What the task asks. Pull out every line of the listing below where "payload" appears.

Dataset extract.
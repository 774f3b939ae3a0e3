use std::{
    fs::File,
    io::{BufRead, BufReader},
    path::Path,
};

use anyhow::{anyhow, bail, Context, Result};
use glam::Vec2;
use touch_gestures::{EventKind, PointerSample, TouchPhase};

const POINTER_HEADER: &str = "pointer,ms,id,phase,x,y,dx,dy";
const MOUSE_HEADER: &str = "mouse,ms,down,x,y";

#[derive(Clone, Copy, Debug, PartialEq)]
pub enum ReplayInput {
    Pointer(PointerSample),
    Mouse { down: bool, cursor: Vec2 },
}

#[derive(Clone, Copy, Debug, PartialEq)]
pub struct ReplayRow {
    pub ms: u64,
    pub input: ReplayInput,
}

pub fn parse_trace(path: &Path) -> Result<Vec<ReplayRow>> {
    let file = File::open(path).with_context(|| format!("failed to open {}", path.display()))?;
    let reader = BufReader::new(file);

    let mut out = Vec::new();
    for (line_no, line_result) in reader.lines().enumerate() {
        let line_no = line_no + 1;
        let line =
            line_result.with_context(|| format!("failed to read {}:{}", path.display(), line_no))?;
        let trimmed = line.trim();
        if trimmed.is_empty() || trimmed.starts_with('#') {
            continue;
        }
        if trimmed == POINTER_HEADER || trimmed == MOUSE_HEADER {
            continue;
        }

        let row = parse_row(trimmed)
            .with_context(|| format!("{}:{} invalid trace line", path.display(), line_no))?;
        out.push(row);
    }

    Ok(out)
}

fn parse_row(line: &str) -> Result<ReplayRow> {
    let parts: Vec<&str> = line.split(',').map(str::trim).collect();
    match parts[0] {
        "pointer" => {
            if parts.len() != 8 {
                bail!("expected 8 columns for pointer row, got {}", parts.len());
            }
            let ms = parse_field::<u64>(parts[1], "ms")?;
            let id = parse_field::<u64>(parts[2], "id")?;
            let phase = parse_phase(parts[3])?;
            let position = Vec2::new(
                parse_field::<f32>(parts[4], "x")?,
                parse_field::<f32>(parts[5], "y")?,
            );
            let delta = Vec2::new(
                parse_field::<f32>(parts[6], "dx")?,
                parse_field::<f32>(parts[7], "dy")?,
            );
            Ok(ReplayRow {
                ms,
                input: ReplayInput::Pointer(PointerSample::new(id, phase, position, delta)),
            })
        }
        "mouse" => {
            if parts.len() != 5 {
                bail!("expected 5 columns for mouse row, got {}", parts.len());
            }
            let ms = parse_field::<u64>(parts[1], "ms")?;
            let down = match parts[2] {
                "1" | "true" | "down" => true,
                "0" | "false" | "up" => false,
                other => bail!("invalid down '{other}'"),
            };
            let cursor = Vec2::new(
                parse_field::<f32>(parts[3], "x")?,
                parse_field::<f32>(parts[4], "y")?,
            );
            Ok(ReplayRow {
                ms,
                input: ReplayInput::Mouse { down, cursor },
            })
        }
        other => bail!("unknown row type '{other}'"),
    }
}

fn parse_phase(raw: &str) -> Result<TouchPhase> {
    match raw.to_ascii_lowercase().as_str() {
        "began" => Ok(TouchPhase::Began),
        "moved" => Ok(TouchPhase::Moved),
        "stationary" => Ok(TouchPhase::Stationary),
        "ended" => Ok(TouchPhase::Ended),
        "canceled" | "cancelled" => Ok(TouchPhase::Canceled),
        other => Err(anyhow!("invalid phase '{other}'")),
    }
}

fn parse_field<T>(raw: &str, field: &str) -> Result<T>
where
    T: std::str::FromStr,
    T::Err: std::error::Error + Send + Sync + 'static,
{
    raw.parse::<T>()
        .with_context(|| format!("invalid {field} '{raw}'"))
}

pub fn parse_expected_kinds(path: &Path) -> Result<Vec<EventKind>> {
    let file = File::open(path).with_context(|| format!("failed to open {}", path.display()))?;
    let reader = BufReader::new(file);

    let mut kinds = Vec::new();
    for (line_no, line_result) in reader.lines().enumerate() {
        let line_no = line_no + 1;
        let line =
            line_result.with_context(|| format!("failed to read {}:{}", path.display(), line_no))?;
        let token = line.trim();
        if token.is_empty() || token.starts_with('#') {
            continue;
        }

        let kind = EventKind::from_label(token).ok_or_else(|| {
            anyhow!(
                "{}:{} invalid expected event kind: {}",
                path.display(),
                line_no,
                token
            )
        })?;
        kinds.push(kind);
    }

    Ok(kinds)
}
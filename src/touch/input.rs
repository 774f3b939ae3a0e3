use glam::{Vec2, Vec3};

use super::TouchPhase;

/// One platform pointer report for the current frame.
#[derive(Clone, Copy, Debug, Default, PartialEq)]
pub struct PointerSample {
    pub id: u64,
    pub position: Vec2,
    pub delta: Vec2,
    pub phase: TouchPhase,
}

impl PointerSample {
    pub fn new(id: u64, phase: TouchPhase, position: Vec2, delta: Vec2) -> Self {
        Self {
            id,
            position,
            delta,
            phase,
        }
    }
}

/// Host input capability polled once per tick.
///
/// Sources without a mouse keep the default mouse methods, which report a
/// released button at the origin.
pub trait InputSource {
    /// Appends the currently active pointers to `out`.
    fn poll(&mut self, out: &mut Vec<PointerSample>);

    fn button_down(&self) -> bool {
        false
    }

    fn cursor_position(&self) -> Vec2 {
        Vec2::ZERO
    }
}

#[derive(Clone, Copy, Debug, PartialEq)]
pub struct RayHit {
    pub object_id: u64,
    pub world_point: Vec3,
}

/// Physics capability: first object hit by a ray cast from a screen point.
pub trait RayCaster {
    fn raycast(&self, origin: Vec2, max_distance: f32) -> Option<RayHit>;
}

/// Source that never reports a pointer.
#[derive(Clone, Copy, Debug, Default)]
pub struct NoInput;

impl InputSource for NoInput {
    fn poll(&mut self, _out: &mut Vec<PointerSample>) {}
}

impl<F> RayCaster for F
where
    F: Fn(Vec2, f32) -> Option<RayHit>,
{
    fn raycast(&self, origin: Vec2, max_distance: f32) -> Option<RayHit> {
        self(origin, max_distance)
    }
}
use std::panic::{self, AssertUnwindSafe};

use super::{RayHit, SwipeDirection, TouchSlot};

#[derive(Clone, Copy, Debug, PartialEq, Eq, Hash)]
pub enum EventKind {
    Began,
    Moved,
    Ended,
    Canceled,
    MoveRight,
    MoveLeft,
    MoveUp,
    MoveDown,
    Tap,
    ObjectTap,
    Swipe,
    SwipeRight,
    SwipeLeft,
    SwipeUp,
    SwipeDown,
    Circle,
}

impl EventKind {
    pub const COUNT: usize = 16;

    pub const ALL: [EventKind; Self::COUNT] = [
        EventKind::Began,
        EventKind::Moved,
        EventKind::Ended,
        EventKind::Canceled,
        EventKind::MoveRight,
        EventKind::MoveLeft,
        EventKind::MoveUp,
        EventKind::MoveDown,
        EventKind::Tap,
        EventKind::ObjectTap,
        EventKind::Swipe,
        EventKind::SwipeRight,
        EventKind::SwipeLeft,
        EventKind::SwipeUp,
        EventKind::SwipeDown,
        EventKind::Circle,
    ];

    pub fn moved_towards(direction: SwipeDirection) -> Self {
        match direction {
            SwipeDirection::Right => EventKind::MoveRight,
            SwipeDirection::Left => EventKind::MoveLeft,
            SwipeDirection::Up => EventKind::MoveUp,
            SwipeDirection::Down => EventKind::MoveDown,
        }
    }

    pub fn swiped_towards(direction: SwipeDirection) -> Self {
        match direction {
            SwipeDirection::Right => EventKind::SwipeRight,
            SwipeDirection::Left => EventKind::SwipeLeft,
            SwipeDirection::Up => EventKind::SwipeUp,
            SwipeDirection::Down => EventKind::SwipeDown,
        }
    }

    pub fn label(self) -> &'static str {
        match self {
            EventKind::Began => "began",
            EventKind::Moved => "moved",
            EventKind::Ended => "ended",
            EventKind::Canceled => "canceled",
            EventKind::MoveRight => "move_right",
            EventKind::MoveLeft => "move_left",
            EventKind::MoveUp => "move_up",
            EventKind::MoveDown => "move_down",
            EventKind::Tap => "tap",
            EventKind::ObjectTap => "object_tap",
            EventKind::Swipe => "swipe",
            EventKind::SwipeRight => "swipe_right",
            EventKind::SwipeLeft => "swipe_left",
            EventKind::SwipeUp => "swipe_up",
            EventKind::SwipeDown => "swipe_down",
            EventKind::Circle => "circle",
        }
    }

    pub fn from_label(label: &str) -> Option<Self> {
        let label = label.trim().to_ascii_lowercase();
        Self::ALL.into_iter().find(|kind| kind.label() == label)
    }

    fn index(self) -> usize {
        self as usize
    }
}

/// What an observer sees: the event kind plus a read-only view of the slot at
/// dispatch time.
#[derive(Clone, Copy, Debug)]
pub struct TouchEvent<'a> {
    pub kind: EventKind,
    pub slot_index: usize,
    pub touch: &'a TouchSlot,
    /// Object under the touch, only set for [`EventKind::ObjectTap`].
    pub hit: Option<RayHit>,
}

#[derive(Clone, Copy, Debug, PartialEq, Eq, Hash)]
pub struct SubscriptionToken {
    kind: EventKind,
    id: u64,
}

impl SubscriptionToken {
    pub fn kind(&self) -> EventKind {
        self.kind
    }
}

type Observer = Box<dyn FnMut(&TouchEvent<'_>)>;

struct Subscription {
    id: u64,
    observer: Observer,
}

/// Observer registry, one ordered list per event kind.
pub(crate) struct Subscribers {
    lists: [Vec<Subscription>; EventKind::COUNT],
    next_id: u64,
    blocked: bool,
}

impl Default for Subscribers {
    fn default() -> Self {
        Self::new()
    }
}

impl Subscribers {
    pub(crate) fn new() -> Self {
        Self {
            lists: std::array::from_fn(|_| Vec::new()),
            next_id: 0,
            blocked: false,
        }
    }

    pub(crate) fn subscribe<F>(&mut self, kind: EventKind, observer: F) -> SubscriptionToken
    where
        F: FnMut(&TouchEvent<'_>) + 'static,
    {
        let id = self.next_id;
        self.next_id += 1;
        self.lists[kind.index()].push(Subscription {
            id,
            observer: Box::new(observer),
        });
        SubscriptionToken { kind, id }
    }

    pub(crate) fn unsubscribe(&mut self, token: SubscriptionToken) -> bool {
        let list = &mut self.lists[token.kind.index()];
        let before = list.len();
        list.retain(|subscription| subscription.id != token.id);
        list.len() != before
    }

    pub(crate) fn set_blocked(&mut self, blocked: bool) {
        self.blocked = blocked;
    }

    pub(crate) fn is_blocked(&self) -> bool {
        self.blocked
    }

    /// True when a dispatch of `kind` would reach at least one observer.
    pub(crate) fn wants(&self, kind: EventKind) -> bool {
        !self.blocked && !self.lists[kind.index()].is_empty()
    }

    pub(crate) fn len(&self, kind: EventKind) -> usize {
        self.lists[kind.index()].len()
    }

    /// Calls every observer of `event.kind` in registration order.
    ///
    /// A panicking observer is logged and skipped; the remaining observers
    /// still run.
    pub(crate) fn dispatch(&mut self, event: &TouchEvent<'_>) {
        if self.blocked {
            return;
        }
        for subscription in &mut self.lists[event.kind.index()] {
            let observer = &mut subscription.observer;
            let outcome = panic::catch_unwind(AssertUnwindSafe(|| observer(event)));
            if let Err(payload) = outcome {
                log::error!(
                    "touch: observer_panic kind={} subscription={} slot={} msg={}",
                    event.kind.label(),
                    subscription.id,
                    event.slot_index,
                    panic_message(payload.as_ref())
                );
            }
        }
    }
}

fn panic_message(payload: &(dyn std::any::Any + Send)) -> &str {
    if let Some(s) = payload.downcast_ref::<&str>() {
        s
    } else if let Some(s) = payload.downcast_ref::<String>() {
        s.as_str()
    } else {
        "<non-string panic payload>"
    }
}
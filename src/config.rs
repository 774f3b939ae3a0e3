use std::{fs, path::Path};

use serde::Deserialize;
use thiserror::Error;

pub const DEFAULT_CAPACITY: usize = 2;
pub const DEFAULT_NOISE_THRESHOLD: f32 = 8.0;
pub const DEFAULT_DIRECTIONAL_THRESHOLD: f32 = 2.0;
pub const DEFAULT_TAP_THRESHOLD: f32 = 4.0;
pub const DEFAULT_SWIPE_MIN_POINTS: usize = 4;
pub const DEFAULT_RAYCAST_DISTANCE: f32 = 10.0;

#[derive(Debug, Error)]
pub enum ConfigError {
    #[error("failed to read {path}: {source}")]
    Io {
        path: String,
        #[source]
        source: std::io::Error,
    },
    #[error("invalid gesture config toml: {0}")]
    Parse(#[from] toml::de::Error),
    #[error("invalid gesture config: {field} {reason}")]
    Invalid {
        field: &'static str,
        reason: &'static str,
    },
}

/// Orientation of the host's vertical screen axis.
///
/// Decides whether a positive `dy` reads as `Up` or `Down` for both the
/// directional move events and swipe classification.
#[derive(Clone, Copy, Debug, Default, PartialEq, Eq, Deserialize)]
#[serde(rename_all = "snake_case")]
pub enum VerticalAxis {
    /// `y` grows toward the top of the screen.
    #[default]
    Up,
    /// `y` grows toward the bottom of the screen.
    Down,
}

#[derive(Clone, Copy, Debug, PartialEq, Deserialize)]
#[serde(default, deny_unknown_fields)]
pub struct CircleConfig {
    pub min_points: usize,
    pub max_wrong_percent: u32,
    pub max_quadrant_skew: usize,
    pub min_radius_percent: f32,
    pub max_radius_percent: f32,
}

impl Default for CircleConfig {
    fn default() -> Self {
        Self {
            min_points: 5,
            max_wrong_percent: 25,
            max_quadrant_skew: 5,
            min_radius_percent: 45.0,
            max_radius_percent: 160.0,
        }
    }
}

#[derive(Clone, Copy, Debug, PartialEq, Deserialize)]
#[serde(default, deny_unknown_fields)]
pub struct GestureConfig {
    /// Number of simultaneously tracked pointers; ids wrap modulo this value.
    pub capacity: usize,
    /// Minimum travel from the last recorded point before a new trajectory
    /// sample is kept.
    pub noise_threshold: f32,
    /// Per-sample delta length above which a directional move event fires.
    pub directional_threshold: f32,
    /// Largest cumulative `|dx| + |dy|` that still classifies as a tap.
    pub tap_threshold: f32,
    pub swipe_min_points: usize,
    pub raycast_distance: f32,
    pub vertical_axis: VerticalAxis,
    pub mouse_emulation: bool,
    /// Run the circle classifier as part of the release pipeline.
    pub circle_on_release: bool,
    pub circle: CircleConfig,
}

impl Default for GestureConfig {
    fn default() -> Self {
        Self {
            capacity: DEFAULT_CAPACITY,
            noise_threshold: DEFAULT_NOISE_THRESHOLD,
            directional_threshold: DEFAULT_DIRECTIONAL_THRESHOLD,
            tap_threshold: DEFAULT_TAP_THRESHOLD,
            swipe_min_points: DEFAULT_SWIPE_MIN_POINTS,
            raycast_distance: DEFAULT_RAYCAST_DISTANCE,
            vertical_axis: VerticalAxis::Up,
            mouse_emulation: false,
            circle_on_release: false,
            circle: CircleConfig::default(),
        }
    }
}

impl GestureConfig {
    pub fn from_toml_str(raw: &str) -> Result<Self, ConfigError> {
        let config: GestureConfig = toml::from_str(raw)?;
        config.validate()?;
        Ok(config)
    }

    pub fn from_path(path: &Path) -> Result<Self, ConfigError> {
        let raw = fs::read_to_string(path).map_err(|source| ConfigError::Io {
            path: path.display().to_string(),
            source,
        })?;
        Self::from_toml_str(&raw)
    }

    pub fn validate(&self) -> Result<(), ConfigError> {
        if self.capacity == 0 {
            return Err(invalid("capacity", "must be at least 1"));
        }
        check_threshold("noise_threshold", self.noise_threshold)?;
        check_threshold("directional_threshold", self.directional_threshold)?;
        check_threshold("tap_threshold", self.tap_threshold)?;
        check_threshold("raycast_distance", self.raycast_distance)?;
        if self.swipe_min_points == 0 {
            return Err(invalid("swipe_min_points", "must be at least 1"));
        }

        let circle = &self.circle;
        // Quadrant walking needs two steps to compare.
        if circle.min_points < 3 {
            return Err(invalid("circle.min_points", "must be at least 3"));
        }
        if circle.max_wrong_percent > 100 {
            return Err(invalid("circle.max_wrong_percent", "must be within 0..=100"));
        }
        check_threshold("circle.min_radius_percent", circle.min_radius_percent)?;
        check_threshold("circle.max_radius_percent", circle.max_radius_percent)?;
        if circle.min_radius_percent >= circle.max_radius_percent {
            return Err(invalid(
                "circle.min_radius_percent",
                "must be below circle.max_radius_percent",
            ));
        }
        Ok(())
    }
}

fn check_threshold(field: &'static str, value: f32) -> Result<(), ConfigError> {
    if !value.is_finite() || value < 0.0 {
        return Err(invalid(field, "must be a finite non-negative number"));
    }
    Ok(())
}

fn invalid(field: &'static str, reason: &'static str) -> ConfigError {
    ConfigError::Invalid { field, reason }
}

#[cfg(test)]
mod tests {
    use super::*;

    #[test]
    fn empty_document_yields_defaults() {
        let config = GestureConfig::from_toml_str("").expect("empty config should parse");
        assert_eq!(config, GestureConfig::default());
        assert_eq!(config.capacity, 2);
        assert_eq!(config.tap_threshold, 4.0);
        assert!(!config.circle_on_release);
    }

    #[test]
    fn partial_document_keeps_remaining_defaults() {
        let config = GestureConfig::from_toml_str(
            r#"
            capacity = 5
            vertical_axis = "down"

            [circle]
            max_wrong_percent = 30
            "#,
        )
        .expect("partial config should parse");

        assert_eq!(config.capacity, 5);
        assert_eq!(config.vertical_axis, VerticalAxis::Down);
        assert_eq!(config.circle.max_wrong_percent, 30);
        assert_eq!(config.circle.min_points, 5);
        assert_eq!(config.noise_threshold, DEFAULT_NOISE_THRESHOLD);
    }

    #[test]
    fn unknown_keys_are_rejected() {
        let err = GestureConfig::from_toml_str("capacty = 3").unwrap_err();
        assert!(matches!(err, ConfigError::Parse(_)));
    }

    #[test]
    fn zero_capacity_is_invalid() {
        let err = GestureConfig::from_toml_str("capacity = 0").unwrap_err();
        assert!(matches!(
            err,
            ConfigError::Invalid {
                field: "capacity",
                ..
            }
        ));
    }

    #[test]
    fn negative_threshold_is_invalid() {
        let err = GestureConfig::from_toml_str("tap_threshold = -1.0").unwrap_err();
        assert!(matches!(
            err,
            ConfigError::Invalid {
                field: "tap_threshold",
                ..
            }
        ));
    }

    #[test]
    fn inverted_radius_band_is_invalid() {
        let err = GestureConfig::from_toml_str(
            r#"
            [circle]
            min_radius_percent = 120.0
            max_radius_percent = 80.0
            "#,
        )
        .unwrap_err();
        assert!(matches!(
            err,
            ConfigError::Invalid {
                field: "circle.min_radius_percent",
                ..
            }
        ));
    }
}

Output of the exercise.
            if let Err(payload) = outcome {
                    panic_message(payload.as_ref())
fn panic_message(payload: &(dyn std::any::Any + Send)) -> &str {
    if let Some(s) = payload.downcast_ref::<&str>() {
    } else if let Some(s) = payload.downcast_ref::<String>() {
        "<non-string panic payload>"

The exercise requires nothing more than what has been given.